Andrew Stewart, 2nd Lord Ochiltree: Quarterly: 1st, Or a Lion rampant Gules, armed and langued Azure, within a Double-Tressure flory counter-flory Gules (Scotland); 2nd, Or, a Fess chequy Azure and Argent, in chief a Label of three-points Gules (Stuart); 3rd, Argent, a Saltire between four Roses Gules, barbed and seeded proper (Lennox); 4th, Or, a Lion rampant Gules (Macduff); the whole within a Bordure compony Argent and Azure.

Andrew Stewart, 2nd Lord Ochiltree (c. 1521–1591) fought for the Scottish Reformation. His daughter married John Knox and he played a part in the defeat of Mary, Queen of Scots at the battle of Langside.

==Biography==
Andrew's father, Andrew Stewart, 2nd Lord Avondale, exchanged his lands and title to become Lord Ochiltree.

Lord Ochiltree became a Protestant when Scotland was still a Catholic country. When resistance to the Catholic religion and the rule of the Regent of Scotland, Mary of Guise, began to grow, Ochiltree was one of the first of the Lords of the Congregation who marched to Perth in June 1559, and joined up with the rest at Edinburgh by 1 July. Ochiltree was a signatory to the Congregation's letters to Elizabeth I of England and William Cecil on 19 July 1559. John Knox wrote the letters, which state their "whole intent" was to remove superstition and "maintain the liberty this our country from the tyranny and thraldom of strangers." Cecil replied mentioning the example of the polity of Denmark, and wondering what place the Hamiltons, the former Duke of Châtelherault, the Earl of Arran and Lord David Hamilton might have in their scheme.

On 27 April 1560, Ochiltree signed the "Band of the Scottish Nobility", which pledged to expel French troops from Scotland and assist the English army, which had entered Scotland under the terms of the Congregation's Treaty of Berwick. John Knox later wrote in his History of the Reformation in Scotland that Ochiltree was "a man more likely to look for peace than fight in the causeway."

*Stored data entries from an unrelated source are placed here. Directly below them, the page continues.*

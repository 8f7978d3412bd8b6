//! Integration tests for the engine logger
//!
//! A capturing logger replaces the console one; entries produced by the
//! macros and by engine components are checked. No GPU required.
//!
//! Run with: cargo test --test logging_integration_tests

use std::sync::{Arc, Mutex};

use prism_engine::prism::log::{LogEntry, LogSeverity, Logger};
use prism_engine::prism::math::{Camera, Vec3};
use prism_engine::prism::{Engine, Error};
use prism_engine::{engine_debug, engine_err, engine_error, engine_warn};
use serial_test::serial;

// ============================================================================
// CAPTURING LOGGER
// ============================================================================

#[derive(Clone, Default)]
struct CaptureLogger {
    entries: Arc<Mutex<Vec<LogEntry>>>,
}

impl CaptureLogger {
    fn install() -> Arc<Mutex<Vec<LogEntry>>> {
        let logger = CaptureLogger::default();
        let entries = logger.entries.clone();
        Engine::set_logger(logger);
        entries
    }
}

impl Logger for CaptureLogger {
    fn log(&self, entry: &LogEntry) {
        self.entries.lock().unwrap().push(entry.clone());
    }
}

// ============================================================================
// TESTS
// ============================================================================

#[test]
#[serial]
fn test_integration_macros_reach_custom_logger() {
    let entries = CaptureLogger::install();

    engine_debug!("test::macros", "frame {}", 7);
    engine_warn!("test::macros", "texture '{}' missing", "wood");
    engine_error!("test::macros", "shader '{}' failed", "phong");

    {
        let captured = entries.lock().unwrap();
        assert_eq!(captured.len(), 3);
        assert_eq!(captured[0].severity, LogSeverity::Debug);
        assert_eq!(captured[0].message, "frame 7");
        assert_eq!(captured[1].message, "texture 'wood' missing");
        assert!(captured[1].file.is_none());

        // Errors carry their location
        assert_eq!(captured[2].severity, LogSeverity::Error);
        assert_eq!(captured[2].source, "test::macros");
        assert!(captured[2].file.unwrap().ends_with("logging_integration_tests.rs"));
        assert!(captured[2].line.is_some());
    }

    Engine::reset_logger();
}

#[test]
#[serial]
fn test_integration_min_severity_filter() {
    let entries = CaptureLogger::install();
    Engine::set_min_severity(LogSeverity::Warn);
    assert_eq!(Engine::min_severity(), LogSeverity::Warn);

    Engine::log(LogSeverity::Trace, "test", "dropped".to_string());
    Engine::log(LogSeverity::Info, "test", "dropped".to_string());
    Engine::log(LogSeverity::Warn, "test", "kept".to_string());
    Engine::log(LogSeverity::Error, "test", "kept".to_string());

    assert_eq!(entries.lock().unwrap().len(), 2);

    // Reset also clears the filter
    Engine::reset_logger();
    assert_eq!(Engine::min_severity(), LogSeverity::Trace);
}

#[test]
#[serial]
fn test_integration_engine_err_logs_and_builds_error() {
    let entries = CaptureLogger::install();

    let err = engine_err!("test::errors", "bad size {}x{}", 0, 4);

    assert!(matches!(&err, Error::InvalidResource(msg) if msg == "bad size 0x4"));
    {
        let captured = entries.lock().unwrap();
        assert_eq!(captured.len(), 1);
        assert_eq!(captured[0].severity, LogSeverity::Error);
        assert_eq!(captured[0].message, "bad size 0x4");
    }

    Engine::reset_logger();
}

#[test]
#[serial]
fn test_integration_camera_warns_on_degenerate_up() {
    let entries = CaptureLogger::install();

    let camera = Camera::new(Vec3::zero(), Vec3::new(0.0, 5.0, 0.0), Vec3::Y);

    {
        let captured = entries.lock().unwrap();
        assert!(captured
            .iter()
            .any(|e| e.severity == LogSeverity::Warn && e.source == "prism::Camera"));
    }
    assert!((camera.right().length() - 1.0).abs() < 1e-5);
    assert!(camera.dir().dot(camera.right()).abs() < 1e-5);

    Engine::reset_logger();
}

Lord Ochiltree's daughter Margaret married John Knox in 1563. His second son James Stewart became the powerful Earl of Arran in the 1580s. His eldest son Andrew, Master of Ochiltree, died before him, in 1578. The Master of Ochiltree's wife Margaret, Mistress of Ochiltree, was an important royal servant, and at least three of her daughters were ladies in waiting to Anne of Denmark.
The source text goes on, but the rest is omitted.